▸ PROBLEM
Taking the records below, count the lines in which "ScoredSite" appears and supply only the count.
(SOURCE DATA)
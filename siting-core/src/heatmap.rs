//! Synthetic point clouds for heatmap rendering.
//!
//! Each scored site is expanded into a cluster of points scattered uniformly
//! within a square of side `spread` centred on the site. Positions are random;
//! every point carries its parent's score unchanged. The random source is
//! injected so tests can pass a seeded generator.

use geo::Coord;
use rand::Rng;

use crate::{Band, ScoredSite};

/// Largest cluster [`synthesize_heatmap`] generates around one site.
pub const MAX_POINTS_PER_SITE: usize = 10_000;

/// A displaced point carrying its parent site's score.
///
/// Serialises flat as `{"lat", "lng", "score"}`.
#[derive(Debug, Clone, Copy, PartialEq)]
#[cfg_attr(feature = "serde", derive(serde::Serialize, serde::Deserialize))]
#[cfg_attr(
    feature = "serde",
    serde(into = "PointRecord", from = "PointRecord")
)]
pub struct HeatmapPoint {
    /// Position, `x = longitude` and `y = latitude`.
    pub location: Coord<f64>,
    /// Score inherited from the parent site.
    pub score: u8,
}

impl HeatmapPoint {
    /// Latitude in degrees.
    #[must_use]
    pub const fn lat(&self) -> f64 {
        self.location.y
    }

    /// Longitude in degrees.
    #[must_use]
    pub const fn lng(&self) -> f64 {
        self.location.x
    }
}

#[cfg(feature = "serde")]
#[derive(serde::Serialize, serde::Deserialize)]
struct PointRecord {
    lat: f64,
    lng: f64,
    score: u8,
}

#[cfg(feature = "serde")]
impl From<HeatmapPoint> for PointRecord {
    fn from(point: HeatmapPoint) -> Self {
        Self {
            lat: point.lat(),
            lng: point.lng(),
            score: point.score,
        }
    }
}

#[cfg(feature = "serde")]
impl From<PointRecord> for HeatmapPoint {
    fn from(record: PointRecord) -> Self {
        Self {
            location: Coord {
                x: record.lng,
                y: record.lat,
            },
            score: record.score,
        }
    }
}

/// Density parameters for synthesis.
#[derive(Debug, Clone, Copy, PartialEq)]
#[cfg_attr(feature = "serde", derive(serde::Serialize, serde::Deserialize))]
#[cfg_attr(feature = "serde", serde(rename_all = "camelCase"))]
pub struct HeatmapSettings {
    /// Points generated around each site.
    pub points_per_site: usize,
    /// Side length, in degrees, of the square each cluster is drawn from.
    pub spread: f64,
}

impl Default for HeatmapSettings {
    fn default() -> Self {
        Self {
            points_per_site: 25,
            spread: 1.5,
        }
    }
}

/// Expand scored sites into a random point cloud.
///
/// Produces exactly `points_per_site * sites.len()` points, grouped by site in
/// input order. Densities above [`MAX_POINTS_PER_SITE`] are capped. Each coordinate is offset independently by a uniform value in
/// `[-spread / 2, spread / 2]`. A zero, negative-zero or non-finite spread
/// places every point on its site; negative spreads use their magnitude.
///
/// # Examples
/// ```
/// use geo::Coord;
/// use rand::SeedableRng;
/// use rand::rngs::StdRng;
/// use siting_core::{ScoredSite, SiteAttributes, synthesize_heatmap};
///
/// let site = SiteAttributes::new("1", "Hub", Coord { x: 70.0, y: 26.0 });
/// let scored = [ScoredSite::new(&site, 88)];
/// let mut rng = StdRng::seed_from_u64(7);
/// let points = synthesize_heatmap(&scored, 10, 1.5, &mut rng);
/// assert_eq!(points.len(), 10);
/// assert!(points.iter().all(|p| p.score == 88));
/// ```
#[must_use]
pub fn synthesize_heatmap<R>(
    sites: &[ScoredSite<'_>],
    points_per_site: usize,
    spread: f64,
    rng: &mut R,
) -> Vec<HeatmapPoint>
where
    R: Rng + ?Sized,
{
    let per_site = cap_density(points_per_site);
    let half = half_spread(spread);
    let mut points = Vec::with_capacity(sites.len().checked_mul(per_site).unwrap_or_default());
    for scored in sites {
        let centre = scored.site.location;
        for _ in 0..per_site {
            points.push(HeatmapPoint {
                location: offset(centre, half, rng),
                score: scored.score,
            });
        }
    }
    log::debug!(
        "synthesised {} heatmap points from {} sites",
        points.len(),
        sites.len()
    );
    points
}

/// Expand scored sites using a thread-local entropy source.
#[must_use]
pub fn synthesize_heatmap_with_entropy(
    sites: &[ScoredSite<'_>],
    settings: HeatmapSettings,
) -> Vec<HeatmapPoint> {
    synthesize_heatmap(
        sites,
        settings.points_per_site,
        settings.spread,
        &mut rand::thread_rng(),
    )
}

fn cap_density(points_per_site: usize) -> usize {
    if points_per_site > MAX_POINTS_PER_SITE {
        log::warn!(
            "{points_per_site} points per site requested; capping at {MAX_POINTS_PER_SITE}"
        );
        MAX_POINTS_PER_SITE
    } else {
        points_per_site
    }
}

#[expect(
    clippy::float_arithmetic,
    reason = "the offset bound is half the spread"
)]
fn half_spread(spread: f64) -> f64 {
    if spread.is_finite() {
        spread.abs() / 2.0
    } else {
        0.0
    }
}

#[expect(
    clippy::float_arithmetic,
    reason = "displacing a coordinate adds a random offset"
)]
fn offset<R: Rng + ?Sized>(centre: Coord<f64>, half: f64, rng: &mut R) -> Coord<f64> {
    if half == 0.0 {
        return centre;
    }
    Coord {
        x: centre.x + rng.gen_range(-half..=half),
        y: centre.y + rng.gen_range(-half..=half),
    }
}

/// Marker styling derived from a point's score.
///
/// Radius grows linearly with score; colour follows the score's band.
#[derive(Debug, Clone, Copy, PartialEq)]
#[cfg_attr(feature = "serde", derive(serde::Serialize, serde::Deserialize))]
#[cfg_attr(feature = "serde", serde(rename_all = "camelCase"))]
pub struct HeatmapStyle {
    /// Radius of a marker scoring 100.
    pub base_radius: f64,
    /// Fill opacity applied to every marker.
    pub fill_opacity: f64,
}

impl Default for HeatmapStyle {
    fn default() -> Self {
        Self {
            base_radius: 8.0,
            fill_opacity: 0.4,
        }
    }
}

impl HeatmapStyle {
    /// Marker radius for `score`; monotonically non-decreasing.
    #[expect(
        clippy::float_arithmetic,
        reason = "radius scales linearly with score"
    )]
    #[must_use]
    pub fn marker_radius(&self, score: u8) -> f64 {
        self.base_radius * f64::from(score) / 100.0
    }

    /// Marker colour for `score`.
    #[must_use]
    pub const fn marker_color(&self, score: u8) -> &'static str {
        Band::from_score(score).color()
    }
}

#[cfg(test)]
mod tests {
    use super::*;
    use crate::SiteAttributes;
    use rand::SeedableRng;
    use rand_chacha::ChaCha8Rng;
    use rstest::rstest;

    fn site(id: &str, x: f64, y: f64) -> SiteAttributes {
        SiteAttributes::new(id, id, Coord { x, y })
    }

    #[rstest]
    #[case(0.0)]
    #[case(f64::NAN)]
    #[case(f64::INFINITY)]
    fn degenerate_spread_pins_points_to_site(#[case] spread: f64) {
        let s = site("a", 72.5, 19.0);
        let scored = [ScoredSite::new(&s, 64)];
        let mut rng = ChaCha8Rng::seed_from_u64(1);
        let points = synthesize_heatmap(&scored, 5, spread, &mut rng);
        assert_eq!(points.len(), 5);
        assert!(points.iter().all(|p| p.location == s.location));
    }

    #[test]
    fn seeded_generators_reproduce_output() {
        let s = site("a", 10.0, 20.0);
        let scored = [ScoredSite::new(&s, 50)];
        let first = synthesize_heatmap(&scored, 8, 1.0, &mut ChaCha8Rng::seed_from_u64(42));
        let second = synthesize_heatmap(&scored, 8, 1.0, &mut ChaCha8Rng::seed_from_u64(42));
        assert_eq!(first, second);
    }

    #[test]
    fn negative_spread_uses_magnitude() {
        let s = site("a", 0.0, 0.0);
        let scored = [ScoredSite::new(&s, 10)];
        let mut rng = ChaCha8Rng::seed_from_u64(3);
        let points = synthesize_heatmap(&scored, 50, -2.0, &mut rng);
        assert!(
            points
                .iter()
                .all(|p| p.lat().abs() <= 1.0 && p.lng().abs() <= 1.0)
        );
        assert!(points.iter().any(|p| p.location != s.location));
    }

    #[test]
    fn points_are_grouped_by_site() {
        let a = site("a", 0.0, 0.0);
        let b = site("b", 50.0, 50.0);
        let scored = [ScoredSite::new(&a, 20), ScoredSite::new(&b, 95)];
        let mut rng = ChaCha8Rng::seed_from_u64(9);
        let points = synthesize_heatmap(&scored, 3, 0.5, &mut rng);
        let scores: Vec<u8> = points.iter().map(|p| p.score).collect();
        assert_eq!(scores, vec![20, 20, 20, 95, 95, 95]);
    }

    #[test]
    fn oversized_density_is_capped() {
        let s = site("a", 1.0, 2.0);
        let scored = [ScoredSite::new(&s, 60)];
        let mut rng = ChaCha8Rng::seed_from_u64(5);
        let points = synthesize_heatmap(&scored, usize::MAX, 0.0, &mut rng);
        assert_eq!(points.len(), MAX_POINTS_PER_SITE);
        assert!(points.iter().all(|p| p.location == s.location && p.score == 60));
    }

    #[test]
    fn zero_points_per_site_yields_empty_cloud() {
        let s = site("a", 0.0, 0.0);
        let scored = [ScoredSite::new(&s, 77)];
        let mut rng = ChaCha8Rng::seed_from_u64(0);
        assert!(synthesize_heatmap(&scored, 0, 1.5, &mut rng).is_empty());
    }

    #[rstest]
    #[case(0, 0.0)]
    #[case(50, 4.0)]
    #[case(100, 8.0)]
    fn marker_radius_scales_with_score(#[case] score: u8, #[case] expected: f64) {
        let style = HeatmapStyle::default();
        assert!((style.marker_radius(score) - expected).abs() < 1e-12);
    }

    #[test]
    fn marker_radius_is_monotonic() {
        let style = HeatmapStyle::default();
        let radii: Vec<f64> = (0..=100).map(|s| style.marker_radius(s)).collect();
        assert!(radii.windows(2).all(|w| w[0] <= w[1]));
    }

    #[test]
    fn entropy_synthesis_respects_settings() {
        let s = site("a", 5.0, 5.0);
        let scored = [ScoredSite::new(&s, 42)];
        let points = synthesize_heatmap_with_entropy(&scored, HeatmapSettings::default());
        assert_eq!(points.len(), 25);
        assert!(
            points
                .iter()
                .all(|p| (p.lat() - 5.0).abs() <= 0.75 + 1e-9 && (p.lng() - 5.0).abs() <= 0.75 + 1e-9)
        );
    }
}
(End SOURCE DATA)
▸ TASK RESPONSE
12